L'Anse aux Meadows, Newfoundland and Labrador, Canada

Norse long house recreation, L’Anse aux Meadows, Newfoundland and Labrador, Canada. Courtesy D. Gordon E. Robertson.

   Before the 17th century,  there were two main conflicts.  The first was around the year 1006, between the Norsemen and the Skraeling, at L’Anse aux Meadows, Newfoundland. We know this because Helge Marcus Ingstad and his wife, Anne Stine, uncovered the remnants of a Viking settlement in 1960; and from the sagas of Erik the Red; and from  indigenous accounts from the Inuit Peoples which tell of the Norse interactions and travels to their land. It proves that the Norsemen were here roughly 500 years before Christopher Columbus and John Cabot.

Sir Martin Frobisher

Portrait of Sir Martin Frobisher by Cornelis Ketel, dated 1577. Oil on canvas, 211 cm x 98 cm. Courtesy of the collections of the University of Oxford.
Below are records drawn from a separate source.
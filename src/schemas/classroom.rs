use serde::Deserialize;

/// Google Classroom REST payloads, reduced to the fields the import uses.
#[derive(Debug, Clone, Deserialize)]
#[serde(rename_all = "camelCase")]
pub(crate) struct Course {
    pub(crate) id: String,
    pub(crate) name: String,
    #[serde(default)]
    pub(crate) section: Option<String>,
}

#[derive(Debug, Default, Deserialize)]
#[serde(rename_all = "camelCase")]
pub(crate) struct CourseListResponse {
    #[serde(default)]
    pub(crate) courses: Vec<Course>,
    #[serde(default)]
    pub(crate) next_page_token: Option<String>,
}

#[derive(Debug, Clone, Deserialize)]
#[serde(rename_all = "camelCase")]
pub(crate) struct CourseWork {
    pub(crate) id: String,
    pub(crate) title: String,
    #[serde(default)]
    pub(crate) max_points: Option<f64>,
}

#[derive(Debug, Default, Deserialize)]
#[serde(rename_all = "camelCase")]
pub(crate) struct CourseWorkListResponse {
    #[serde(default)]
    pub(crate) course_work: Vec<CourseWork>,
    #[serde(default)]
    pub(crate) next_page_token: Option<String>,
}

#[derive(Debug, Clone, Deserialize)]
#[serde(rename_all = "camelCase")]
pub(crate) struct StudentSubmission {
    pub(crate) id: String,
    pub(crate) user_id: String,
    #[serde(default)]
    pub(crate) assigned_grade: Option<f64>,
}

#[derive(Debug, Default, Deserialize)]
#[serde(rename_all = "camelCase")]
pub(crate) struct SubmissionListResponse {
    #[serde(default)]
    pub(crate) student_submissions: Vec<StudentSubmission>,
    #[serde(default)]
    pub(crate) next_page_token: Option<String>,
}

#[derive(Debug, Clone, Deserialize)]
#[serde(rename_all = "camelCase")]
pub(crate) struct RosterStudent {
    pub(crate) user_id: String,
    pub(crate) profile: StudentProfile,
}

#[derive(Debug, Clone, Deserialize)]
#[serde(rename_all = "camelCase")]
pub(crate) struct StudentProfile {
    #[serde(default)]
    pub(crate) name: Option<ProfileName>,
}

#[derive(Debug, Clone, Deserialize)]
#[serde(rename_all = "camelCase")]
pub(crate) struct ProfileName {
    #[serde(default)]
    pub(crate) full_name: String,
}

#[derive(Debug, Default, Deserialize)]
#[serde(rename_all = "camelCase")]
pub(crate) struct RosterListResponse {
    #[serde(default)]
    pub(crate) students: Vec<RosterStudent>,
    #[serde(default)]
    pub(crate) next_page_token: Option<String>,
}

impl RosterStudent {
    pub(crate) fn display_name(&self) -> Option<&str> {
        self.profile
            .name
            .as_ref()
            .map(|name| name.full_name.as_str())
            .filter(|name| !name.trim().is_empty())
    }
}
The second was in the late 1570s,  There were skirmishes between English sailors under Martin Frobisher and the Inuit on Baffin Island. Frobisher arranged to have one the Inuit as a guide. Then he sent five men in a boat, telling them to stay a distance away from the Inuit. The crew disobeyed, and were taken captive. Frobisher searched for them, but failed to find them. So he took the guide as a hostage, hoping to make a trade. The men were never seen again, so Frobisher returned home. Inuit legend tells that the men lived among them for a few years until they died attempting to leave Baffin Island in a self-made boat.

My next post will cover skirmishes in the 17th century.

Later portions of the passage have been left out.